(Saved entries)
+ + +

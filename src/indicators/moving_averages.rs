//! Trailing Simple Moving Averages (MA5 / MA20 / MA60) over closing prices

use crate::indicators::candle::{Candle, MovingAverages};

/// Periods annotated onto every candle, in `MovingAverages` field order.
pub const MA_PERIODS: [usize; 3] = [5, 20, 60];

/// Calculates the trailing SMA for every index of `closes`.
///
/// `sma[i] = mean(closes[max(0, i - period + 1) ..= i])`
///
/// Near the start of the series the window shrinks instead of leaving the
/// value undefined, so the output always has the same length as the input.
/// Returns an empty vector if `period` is zero.
pub fn trailing_sma(closes: &[f64], period: usize) -> Vec<f64> {
    if period == 0 {
        return Vec::new();
    }

    let mut values = Vec::with_capacity(closes.len());
    let mut sum = 0.0;

    for (i, close) in closes.iter().enumerate() {
        sum += close;
        if i >= period {
            sum -= closes[i - period];
        }
        let window = (i + 1).min(period);
        values.push(sum / window as f64);
    }

    values
}

/// Returns a copy of `candles` with MA5/MA20/MA60 attached to every element.
///
/// Deterministic and idempotent: existing annotations are ignored and
/// recomputed from the closes.
pub fn annotate(candles: &[Candle]) -> Vec<Candle> {
    let closes: Vec<f64> = candles.iter().map(|c| c.get_close()).collect();
    let [ma5, ma20, ma60] = MA_PERIODS.map(|period| trailing_sma(&closes, period));

    candles
        .iter()
        .enumerate()
        .map(|(i, candle)| {
            candle.with_moving_averages(MovingAverages {
                ma5: ma5[i],
                ma20: ma20[i],
                ma60: ma60[i],
            })
        })
        .collect()
}

/// Recomputes the moving averages in place for indices `from..`.
///
/// Earlier candles are read but not modified. Each index is averaged
/// directly, so a live update of the last candle costs one window per MA.
pub fn annotate_tail(candles: &mut [Candle], from: usize) {
    for i in from..candles.len() {
        let averages = MovingAverages {
            ma5: window_mean(candles, i, MA_PERIODS[0]),
            ma20: window_mean(candles, i, MA_PERIODS[1]),
            ma60: window_mean(candles, i, MA_PERIODS[2]),
        };
        candles[i] = candles[i].with_moving_averages(averages);
    }
}

fn window_mean(candles: &[Candle], index: usize, period: usize) -> f64 {
    let start = (index + 1).saturating_sub(period);
    let window = &candles[start..=index];
    let sum: f64 = window.iter().map(|c| c.get_close()).sum();
    sum / window.len() as f64
}
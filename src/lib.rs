//! Candlestick charting core for the 투싹증권 trading simulator.
//!
//! Raw upstream payloads are normalized into candles, annotated with moving
//! averages, cached per `(symbol, period)` and exposed through a scrollable,
//! zoomable view window that maps onto screen coordinates.

pub mod chart;
pub mod config;
pub mod error;
pub mod indicators;
pub mod logging;
pub mod market;

pub use config::ChartConfig;
pub use error::{ChartError, ChartResult, NormalizeError};
pub use indicators::candle::Candle;
pub use indicators::period::Period;
pub use indicators::price_range::PriceRange;
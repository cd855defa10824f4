//! Visible-slice state of a chart: which contiguous candles are shown,
//! the active period and the crosshair position.

use std::ops::Range;

use crate::indicators::period::Period;

/// Bounds on the number of visible candles.
#[derive(Debug, Clone, Copy, PartialEq, Eq)]
pub struct WindowLimits {
    pub min_visible: usize,
    pub max_visible: usize,
}

impl WindowLimits {
    pub fn new(min_visible: usize, max_visible: usize) -> Self {
        let min_visible = min_visible.max(1);
        Self {
            min_visible,
            max_visible: max_visible.max(min_visible),
        }
    }

    pub fn clamp(&self, count: usize) -> usize {
        count.clamp(self.min_visible, self.max_visible)
    }
}

impl Default for WindowLimits {
    fn default() -> Self {
        Self::new(20, 150)
    }
}

/// Cursor overlay position relative to the plot origin.
#[derive(Debug, Clone, Copy, PartialEq, Default)]
pub struct Crosshair {
    pub x: f64,
    pub y: f64,
    pub visible: bool,
}

/// Window over a series of `series_len` candles.
///
/// Invariants, restored after every mutation:
/// `visible_count` lies within the limits, and
/// `start_index + min(visible_count, series_len) <= series_len`.
#[derive(Debug, Clone, PartialEq)]
pub struct ViewWindow {
    start_index: usize,
    visible_count: usize,
    selected_period: Period,
    is_dragging: bool,
    crosshair: Crosshair,
    series_len: usize,
    limits: WindowLimits,
}

impl ViewWindow {
    /// Creates a window showing the most recent candles for `period`.
    pub fn new(series_len: usize, period: Period, limits: WindowLimits) -> Self {
        let mut window = Self {
            start_index: 0,
            visible_count: limits.clamp(period.profile().visible_count),
            selected_period: period,
            is_dragging: false,
            crosshair: Crosshair::default(),
            series_len,
            limits,
        };
        window.jump_to_end();
        window
    }

    pub fn start_index(&self) -> usize {
        self.start_index
    }

    /// Requested visible count, independent of the series length.
    pub fn visible_count(&self) -> usize {
        self.visible_count
    }

    /// Number of candles actually shown (`visible_count` capped by the series).
    pub fn effective_count(&self) -> usize {
        self.visible_count.min(self.series_len)
    }

    pub fn selected_period(&self) -> Period {
        self.selected_period
    }

    pub fn is_dragging(&self) -> bool {
        self.is_dragging
    }

    pub fn crosshair(&self) -> Crosshair {
        self.crosshair
    }

    pub fn series_len(&self) -> usize {
        self.series_len
    }

    pub fn limits(&self) -> WindowLimits {
        self.limits
    }

    /// Largest valid `start_index`.
    pub fn max_start(&self) -> usize {
        self.series_len - self.effective_count()
    }

    pub fn visible_range(&self) -> Range<usize> {
        self.start_index..self.start_index + self.effective_count()
    }

    pub fn visible_slice<'a, T>(&self, items: &'a [T]) -> &'a [T] {
        let range = self.visible_range();
        let end = range.end.min(items.len());
        &items[range.start.min(end)..end]
    }

    /// Switches period and shows the most recent data with the period's
    /// default window size.
    pub fn set_period(&mut self, period: Period, series_len: usize) {
        self.selected_period = period;
        self.series_len = series_len;
        self.visible_count = self.limits.clamp(period.profile().visible_count);
        self.jump_to_end();
    }

    /// Replaces the series length (e.g. after a refetch), keeping the
    /// position where it is still valid.
    pub fn set_series_len(&mut self, series_len: usize) {
        self.series_len = series_len;
        self.clamp_start();
    }

    /// Moves the window by `delta` candles; positive pans towards newer data.
    pub fn pan(&mut self, delta: isize) {
        self.set_start(self.start_index as isize + delta);
    }

    /// Sets the start position, clamped into `0..=max_start()`.
    pub fn set_start(&mut self, start: isize) {
        self.start_index = start.clamp(0, self.max_start() as isize) as usize;
    }

    /// Grows (positive) or shrinks (negative) the window, keeping the start
    /// fixed where possible.
    pub fn zoom(&mut self, delta: isize) {
        self.visible_count = self.clamped_count(delta);
        self.clamp_start();
    }

    /// Zooms while keeping the candle at `anchor_ratio` (0 = left edge,
    /// 1 = right edge) under the same horizontal position.
    ///
    /// Candles are spaced `1 / (count - 1)` of the plot width apart, matching
    /// the render mapping, so the anchored candle is
    /// `start + round(ratio * (count - 1))` before and after the zoom.
    pub fn zoom_around(&mut self, delta: isize, anchor_ratio: f64) {
        let ratio = if anchor_ratio.is_finite() {
            anchor_ratio.clamp(0.0, 1.0)
        } else {
            0.5
        };
        let anchor = self.start_index + self.anchor_offset(ratio);

        self.visible_count = self.clamped_count(delta);
        let new_start = anchor as isize - self.anchor_offset(ratio) as isize;
        self.set_start(new_start);
    }

    /// Index within the visible slice of the candle drawn at `ratio`.
    pub fn anchor_offset(&self, ratio: f64) -> usize {
        let last = self.effective_count().saturating_sub(1);
        ((ratio.clamp(0.0, 1.0) * last as f64).round() as usize).min(last)
    }

    pub fn jump_to_start(&mut self) {
        self.start_index = 0;
    }

    pub fn jump_to_end(&mut self) {
        self.start_index = self.max_start();
    }

    pub fn set_dragging(&mut self, dragging: bool) {
        self.is_dragging = dragging;
    }

    pub fn set_crosshair(&mut self, x: f64, y: f64) {
        self.crosshair = Crosshair { x, y, visible: true };
    }

    pub fn clear_crosshair(&mut self) {
        self.crosshair.visible = false;
    }

    fn clamped_count(&self, delta: isize) -> usize {
        let requested = (self.visible_count as isize).saturating_add(delta).max(0) as usize;
        self.limits.clamp(requested)
    }

    fn clamp_start(&mut self) {
        self.start_index = self.start_index.min(self.max_start());
    }
}
use serde_json::{Value, json};
use tussak_chart::market::normalizer::{normalize, resolve_shape};
use tussak_chart::market::providers::kis::{extract_price, unwrap_envelope};
use tussak_chart::market::{SeriesEntry, SeriesKey};
use tussak_chart::{NormalizeError, Period};

const JAN_3_2024: i64 = 1_704_240_000_000;
const DAY_MS: i64 = 86_400_000;

fn kis_daily_response() -> Value {
    // Proxy envelope around KIS daily chart output, newest first
    let body = r#"{
        "success": true,
        "data": {
            "output": [
                {"stck_bsop_date":"20240105","stck_oprc":"71000","stck_hgpr":"71500","stck_lwpr":"70500","stck_clpr":"71200","acml_vol":"12345678","prdy_vrss":"200","prdy_ctrt":"0.28"},
                {"stck_bsop_date":"20240104","stck_oprc":"70800","stck_hgpr":"71300","stck_lwpr":"70400","stck_clpr":"71000","acml_vol":"9876543","prdy_vrss":"1000","prdy_ctrt":"1.43"},
                {"stck_bsop_date":"20240103","stck_oprc":"70,500","stck_hgpr":"70,900","stck_lwpr":"69,800","stck_clpr":"70,000","acml_vol":"15,000,000","prdy_vrss":"-500","prdy_ctrt":"-0.71"}
            ]
        }
    }"#;
    serde_json::from_str(body).expect("KIS sample should be valid JSON")
}

#[test]
fn test_kis_daily_sample_normalizes_in_time_order() -> anyhow::Result<()> {
    let data = unwrap_envelope(kis_daily_response())?;
    let (shape, records) = resolve_shape(&data).expect("shape should resolve");
    assert_eq!(shape, "output");
    assert_eq!(records.len(), 3);

    let candles = normalize(&data)?;
    let stamps: Vec<i64> = candles.iter().map(|c| c.get_timestamp()).collect();
    assert_eq!(stamps, vec![JAN_3_2024, JAN_3_2024 + DAY_MS, JAN_3_2024 + 2 * DAY_MS]);

    let first = candles[0];
    assert_eq!(first.get_open(), 70_500.0);
    assert_eq!(first.get_close(), 70_000.0);
    assert_eq!(first.get_volume(), Some(15_000_000.0));
    assert_eq!(first.get_change_amount(), Some(-500.0));
    assert_eq!(first.get_change_rate(), Some(-0.71));
    assert!(!first.is_rising());
    Ok(())
}

#[test]
fn test_kis_sample_builds_series_entry() -> anyhow::Result<()> {
    let data = unwrap_envelope(kis_daily_response())?;
    let entry = SeriesEntry::build(SeriesKey::new("005930", Period::Daily), &data)?;

    assert_eq!(entry.len(), 3);
    assert_eq!(entry.last_close(), Some(71_200.0));
    assert_eq!(entry.max_volume, 15_000_000.0);
    assert!((entry.full_range.min - 69_800.0 * 0.98).abs() < 1e-6);
    assert!((entry.full_range.max - 71_500.0 * 1.02).abs() < 1e-6);

    let ma = entry.candles[2].get_moving_averages().expect("annotated");
    let expected = (70_000.0 + 71_000.0 + 71_200.0) / 3.0;
    assert!((ma.ma5 - expected).abs() < 1e-9);
    assert_eq!(ma.ma5, ma.ma20);
    assert_eq!(ma.ma20, ma.ma60);
    Ok(())
}

#[test]
fn test_mock_candle_data_sample() -> anyhow::Result<()> {
    let msg = r#"{"candleData":[
        {"date":"2024-01-15","open":235000,"high":238000,"low":233500,"close":237000,"volume":812345},
        {"date":"2024-01-16","open":237000,"high":239500,"low":236000,"close":236500,"volume":654321},
        {"date":"not a date","open":1,"high":1,"low":1,"close":1}
    ]}"#;
    let value: Value = serde_json::from_str(msg)?;
    let candles = normalize(&value)?;

    assert_eq!(candles.len(), 2);
    assert!(candles[0].is_rising());
    assert_eq!(candles[1].get_high(), 239_500.0);
    Ok(())
}

#[test]
fn test_failed_envelope_surfaces_message() {
    let body = json!({"success": false, "message": "유효하지 않은 종목코드"});
    let err = unwrap_envelope(body).unwrap_err();
    assert!(err.to_string().contains("유효하지 않은 종목코드"));
}

#[test]
fn test_unrecognised_and_empty_payloads() {
    assert_eq!(normalize(&json!({"rows": []})).unwrap_err(), NormalizeError::InvalidShape);
    assert_eq!(
        normalize(&json!({"output": [{"stck_bsop_date": "20240105", "stck_clpr": "0"}]}))
            .unwrap_err(),
        NormalizeError::NoValidCandles { dropped: 1 }
    );
}

#[test]
fn test_current_price_samples() {
    let kis = json!({"rt_cd": "0", "output": {"stck_prpr": "71,200", "prdy_vrss": "200"}});
    assert_eq!(extract_price(&kis), Some(71_200.0));

    let proxy = json!({"success": true, "data": {"currentPrice": 71300}});
    assert_eq!(extract_price(&proxy), Some(71_300.0));
}
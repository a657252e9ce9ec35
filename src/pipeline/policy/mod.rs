
use async_trait::async_trait;
use std::time::Duration;

use crate::config::PipelineApiConfig;

pub const DEFAULT_POLL_INTERVAL: Duration = Duration::from_secs(5);
pub const DEFAULT_MAX_POLL_ATTEMPTS: u32 = 200;

#[derive(Debug, Clone, Copy, PartialEq, Eq)]
pub enum PollOutcome {
    Completed,
    Failed,
    Pending,
}

/// How often to poll, how many times, and which task statuses end the loop
#[derive(Debug, Clone, PartialEq, Eq)]
pub struct PollPolicy {
    pub interval: Duration,
    pub max_attempts: u32,
    completed: Vec<String>,
    failed: Vec<String>,
}

impl Default for PollPolicy {
    fn default() -> Self {
        Self {
            interval: DEFAULT_POLL_INTERVAL,
            max_attempts: DEFAULT_MAX_POLL_ATTEMPTS,
            completed: vec!["Completed".to_string(), "Done".to_string()],
            failed: vec!["Error".to_string(), "Failed".to_string()],
        }
    }
}

impl PollPolicy {
    #[inline]
    pub fn from_config(config: &PipelineApiConfig) -> Self {
        Self::default()
            .with_interval(config.poll_interval())
            .with_max_attempts(config.max_poll_attempts)
    }

    #[inline]
    pub fn with_interval(mut self, interval: Duration) -> Self {
        self.interval = interval;
        self
    }

    #[inline]
    pub fn with_max_attempts(mut self, max_attempts: u32) -> Self {
        self.max_attempts = max_attempts.max(1);
        self
    }

    /// Replace the task statuses treated as terminal
    #[inline]
    pub fn with_terminal_statuses(mut self, completed: &[&str], failed: &[&str]) -> Self {
        self.completed = completed.iter().map(|s| (*s).to_string()).collect();
        self.failed = failed.iter().map(|s| (*s).to_string()).collect();
        self
    }

    /// Classify a poll response's task status. A missing status is still pending.
    #[inline]
    pub fn classify(&self, status: Option<&str>) -> PollOutcome {
        match status {
            Some(status) if self.completed.iter().any(|s| s == status) => PollOutcome::Completed,
            Some(status) if self.failed.iter().any(|s| s == status) => PollOutcome::Failed,
            _ => PollOutcome::Pending,
        }
    }
}

/// Waits between polls. Swapped out in tests to avoid real delays.
#[async_trait]
pub trait Scheduler: Send + Sync {
    async fn sleep(&self, duration: Duration);
}

#[derive(Debug, Clone, Copy, Default)]
pub struct TokioScheduler;

#[async_trait]
impl Scheduler for TokioScheduler {
    async fn sleep(&self, duration: Duration) {
        tokio::time::sleep(duration).await;
    }
}
use thiserror::Error;

pub type Result<T, E = DocsError> = std::result::Result<T, E>;

#[derive(Error, Debug)]
pub enum DocsError {
    #[error("Configuration error: {0}")]
    Config(#[from] config::ConfigError),

    #[error("Network error: {0}")]
    Network(String),

    #[error("Embedding error: {0}")]
    Embedding(String),

    #[error("Search error: {0}")]
    Search(#[from] search::SearchError),

    #[error("Pipeline error: {0}")]
    Pipeline(#[from] pipeline::PipelineError),

    #[error("Chat error: {0}")]
    Chat(#[from] chat::ChatError),

    #[error("Index error: {0}")]
    Index(String),

    #[error("IO error: {0}")]
    Io(#[from] std::io::Error),

    #[error("JSON error: {0}")]
    Json(#[from] serde_json::Error),

    #[error("Other error: {0}")]
    Other(#[from] anyhow::Error),
}

pub mod chat;
pub mod commands;
pub mod config;
pub mod embeddings;
pub mod indexing;
pub mod pipeline;
pub mod search;

use serde::Serialize;
use serde_json::Value;
use std::fmt;
use std::sync::Arc;
use tokio::sync::watch;
use tokio_util::sync::CancellationToken;
use tracing::{debug, error, info, warn};
use uuid::Uuid;

use super::api::{PipelineApi, TaskHandle, validate_structure, wrap_payload};
use super::policy::{PollOutcome, PollPolicy, Scheduler, TokioScheduler};
use super::PipelineError;

#[derive(Debug, Clone, Copy, Default, PartialEq, Eq, Serialize)]
#[serde(rename_all = "lowercase")]
pub enum PipelineStatus {
    #[default]
    Idle,
    Validating,
    Executing,
    Polling,
    Teardown,
    Done,
    Error,
}

impl PipelineStatus {
    /// Whether an execution is between start and a final state
    #[inline]
    pub fn is_running(self) -> bool {
        !matches!(self, Self::Idle | Self::Done | Self::Error)
    }
}

impl fmt::Display for PipelineStatus {
    #[inline]
    fn fmt(&self, f: &mut fmt::Formatter<'_>) -> fmt::Result {
        let name = match self {
            Self::Idle => "idle",
            Self::Validating => "validating",
            Self::Executing => "executing",
            Self::Polling => "polling",
            Self::Teardown => "teardown",
            Self::Done => "done",
            Self::Error => "error",
        };
        f.write_str(name)
    }
}

/// Observable state of the controller
#[derive(Debug, Clone, Default, PartialEq, Serialize)]
pub struct ExecutionSnapshot {
    pub execution_id: Option<Uuid>,
    pub status: PipelineStatus,
    /// Polls made so far in the current run
    pub attempt: u32,
    pub results: Option<Value>,
    pub error: Option<String>,
}

/// Runs a pipeline through validate, execute, poll and teardown.
///
/// One execution at a time. Progress is published on a watch channel so a UI can
/// render it while [`PipelineController::execute`] is pending.
pub struct PipelineController {
    api: Arc<dyn PipelineApi>,
    policy: PollPolicy,
    scheduler: Arc<dyn Scheduler>,
    state: watch::Sender<ExecutionSnapshot>,
}

impl PipelineController {
    #[inline]
    pub fn new(api: Arc<dyn PipelineApi>, policy: PollPolicy) -> Self {
        Self::with_scheduler(api, policy, Arc::new(TokioScheduler))
    }

    #[inline]
    pub fn with_scheduler(
        api: Arc<dyn PipelineApi>,
        policy: PollPolicy,
        scheduler: Arc<dyn Scheduler>,
    ) -> Self {
        let (state, _) = watch::channel(ExecutionSnapshot::default());
        Self {
            api,
            policy,
            scheduler,
            state,
        }
    }

    #[inline]
    pub fn subscribe(&self) -> watch::Receiver<ExecutionSnapshot> {
        self.state.subscribe()
    }

    #[inline]
    pub fn snapshot(&self) -> ExecutionSnapshot {
        self.state.borrow().clone()
    }

    #[inline]
    pub fn status(&self) -> PipelineStatus {
        self.state.borrow().status
    }

    #[inline]
    pub fn is_running(&self) -> bool {
        self.status().is_running()
    }

    /// Execute a pipeline definition and return its results.
    ///
    /// Cancelling `cancel` takes effect while polling and leaves the controller idle.
    /// Calling this while another execution is running fails with
    /// [`PipelineError::AlreadyRunning`] and leaves the running one untouched.
    #[inline]
    pub async fn execute(
        &self,
        config: &Value,
        cancel: &CancellationToken,
    ) -> Result<Value, PipelineError> {
        let execution_id = Uuid::new_v4();
        let started = self.state.send_if_modified(|state| {
            if state.status.is_running() {
                return false;
            }
            *state = ExecutionSnapshot {
                execution_id: Some(execution_id),
                status: PipelineStatus::Validating,
                ..ExecutionSnapshot::default()
            };
            true
        });
        if !started {
            warn!("Rejected pipeline execution: another run is in progress");
            return Err(PipelineError::AlreadyRunning);
        }

        info!("Starting pipeline execution {}", execution_id);
        let outcome = self.run(config, cancel).await;

        match &outcome {
            Ok(results) => {
                info!("Pipeline execution {} finished", execution_id);
                self.state.send_modify(|state| {
                    state.status = PipelineStatus::Done;
                    state.results = Some(results.clone());
                });
            }
            Err(PipelineError::Cancelled) => {
                info!("Pipeline execution {} cancelled", execution_id);
                self.state.send_modify(|state| {
                    state.status = PipelineStatus::Idle;
                    state.results = None;
                    state.error = None;
                });
            }
            Err(e) => {
                error!("Pipeline execution {} failed: {}", execution_id, e);
                self.state.send_modify(|state| {
                    state.status = PipelineStatus::Error;
                    state.error = Some(e.to_string());
                });
            }
        }

        outcome
    }

    async fn run(&self, config: &Value, cancel: &CancellationToken) -> Result<Value, PipelineError> {
        self.api.check_ready()?;
        validate_structure(config)?;
        let payload = wrap_payload(config);

        let validation = self.api.validate(&payload).await?;
        if let Some(reason) = validation.application_error() {
            return Err(PipelineError::Application(format!(
                "Validation failed: {}",
                reason
            )));
        }

        self.transition(PipelineStatus::Executing);
        let execution = self.api.execute(&payload).await?;
        let data = match execution.data {
            Some(ref data) if execution.is_ok() && !data.is_null() => data,
            _ => {
                return Err(PipelineError::Application(format!(
                    "Execution failed: {}",
                    execution
                        .error_message()
                        .unwrap_or_else(|| "no task data returned".to_string())
                )));
            }
        };
        let task: TaskHandle = serde_json::from_value(data.clone()).map_err(|e| {
            PipelineError::Application(format!("Execution failed: invalid task data: {}", e))
        })?;
        debug!("Submitted task of type {}", task.task_type);

        self.transition(PipelineStatus::Polling);
        let poll_data = self.poll_until_complete(&task, cancel).await?;

        self.transition(PipelineStatus::Teardown);
        let teardown = self.api.teardown(&task).await?;
        if let Some(reason) = teardown.application_error() {
            return Err(PipelineError::Application(format!(
                "Teardown failed: {}",
                reason
            )));
        }

        Ok(teardown.data.or(poll_data).unwrap_or(Value::Null))
    }

    /// Poll until the task completes, fails, or the attempt budget runs out.
    ///
    /// Returns the completing poll's `data`.
    async fn poll_until_complete(
        &self,
        task: &TaskHandle,
        cancel: &CancellationToken,
    ) -> Result<Option<Value>, PipelineError> {
        for attempt in 1..=self.policy.max_attempts {
            if cancel.is_cancelled() {
                return Err(PipelineError::Cancelled);
            }

            let response = tokio::select! {
                biased;
                () = cancel.cancelled() => return Err(PipelineError::Cancelled),
                response = self.api.poll_status(task) => response?,
            };
            // A response that raced with cancellation is discarded
            if cancel.is_cancelled() {
                return Err(PipelineError::Cancelled);
            }

            self.state.send_modify(|state| state.attempt = attempt);
            if let Some(reason) = response.application_error() {
                return Err(PipelineError::Application(format!(
                    "Status check failed: {}",
                    reason
                )));
            }
            let task_status = response.task_status();
            debug!("Poll {} returned status {:?}", attempt, task_status);

            match self.policy.classify(task_status) {
                PollOutcome::Completed => return Ok(response.data),
                PollOutcome::Failed => {
                    let reason = response
                        .task_error()
                        .unwrap_or_else(|| "unknown error".to_string());
                    return Err(PipelineError::Failed(reason));
                }
                PollOutcome::Pending => {}
            }

            if attempt < self.policy.max_attempts {
                tokio::select! {
                    biased;
                    () = cancel.cancelled() => return Err(PipelineError::Cancelled),
                    () = self.scheduler.sleep(self.policy.interval) => {}
                }
            }
        }

        warn!(
            "Task did not finish within {} polls",
            self.policy.max_attempts
        );
        Err(PipelineError::PollLimitExceeded(self.policy.max_attempts))
    }

    fn transition(&self, status: PipelineStatus) {
        debug!("Pipeline status -> {}", status);
        self.state.send_modify(|state| state.status = status);
    }
}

+ + +

GOAL OF THE EXERCISE: Search the records for the string "ViewWindow" and, wherever a line contains it, please copy that line.

REPLY TO THE EXERCISE:
pub struct ViewWindow {
impl ViewWindow {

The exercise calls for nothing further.